[Start of section]

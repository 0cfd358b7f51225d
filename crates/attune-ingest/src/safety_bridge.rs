//! Translates a `SafetyOutcome` into `PlatformActions` calls and records
//! the action actually taken back onto each violation row (§4.4's
//! "EventIngest is responsible for translating the recommended action
//! into PlatformActions calls").

use attune_core::{GuildId, PlatformActions};
use attune_safety::{Action, SafetyOutcome};
use attune_store::StateStore;
use tracing::warn;

const DEFAULT_TIMEOUT_SECS: u64 = 600;

/// Apply `outcome`'s recommended action and persist `action_taken` on
/// every violation it produced. Returns `true` if the action suppresses
/// the author (mute/timeout/kick/ban) — in that case `ResponsePipeline`
/// must not run for this message.
pub async fn apply_outcome(
    actions: &dyn PlatformActions,
    store: &StateStore,
    guild_id: GuildId,
    outcome: &SafetyOutcome,
) -> bool {
    let reason = outcome
        .violations
        .iter()
        .map(|v| v.violation_type.as_str())
        .collect::<Vec<_>>()
        .join(", ");

    let (label, suppresses) = match outcome.recommended_action.action {
        Action::Warning => {
            if let Err(e) = actions.send_dm(outcome.target_user, &warning_text(&reason)).await {
                warn!(error = ?e, "failed to deliver safety warning dm");
            }
            ("warning", false)
        }
        Action::Mute | Action::Timeout => {
            let duration = outcome.recommended_action.duration_secs.unwrap_or(DEFAULT_TIMEOUT_SECS);
            if let Err(e) = actions.apply_timeout(outcome.target_user, guild_id, duration).await {
                warn!(error = ?e, "failed to apply timeout");
            }
            ("timeout", true)
        }
        Action::Kick => {
            if let Err(e) = actions.apply_kick(outcome.target_user, guild_id, &reason).await {
                warn!(error = ?e, "failed to apply kick");
            }
            ("kick", true)
        }
        Action::Ban => {
            let duration = outcome.recommended_action.duration_secs;
            if let Err(e) = actions.apply_ban(outcome.target_user, guild_id, duration, &reason).await {
                warn!(error = ?e, "failed to apply ban");
            }
            ("ban", true)
        }
    };

    for violation in &outcome.violations {
        if let Some(id) = violation.id {
            if let Err(e) = store.mark_violation_action(id, label) {
                warn!(error = %e, "failed to record action_taken on violation");
            }
        }
    }

    suppresses
}

fn warning_text(reason: &str) -> String {
    format!("You've received a warning for: {reason}. Please review the server rules.")
}
//! `attune-providers` — the ProviderRouter (§4.7): model-ID normalization,
//! ordered provider fallback, token-bucket rate limiting, and response
//! caching.

mod anthropic;
mod error;
mod health;
mod model_map;
mod openai;
mod provider;
mod ratelimit;
mod router;

pub use anthropic::AnthropicProvider;
pub use error::{Result, RouterError};
pub use health::{HealthTracker, ProviderHealthEntry, ProviderStatus};
pub use model_map::{display_name, normalize};
pub use openai::OpenAiProvider;
pub use provider::{AIProvider, ChatOptions, ChatOutcome, ImageOutcome, ProviderError, ProviderMessage};
pub use router::{ProviderRouter, RouteRequest, RouteResponse};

[End of section]

# Required action:
If the string "calls" is in a line of the entries, pick that line out.

# Result for this exercise:
//! Translates a `SafetyOutcome` into `PlatformActions` calls and records
//! into PlatformActions calls").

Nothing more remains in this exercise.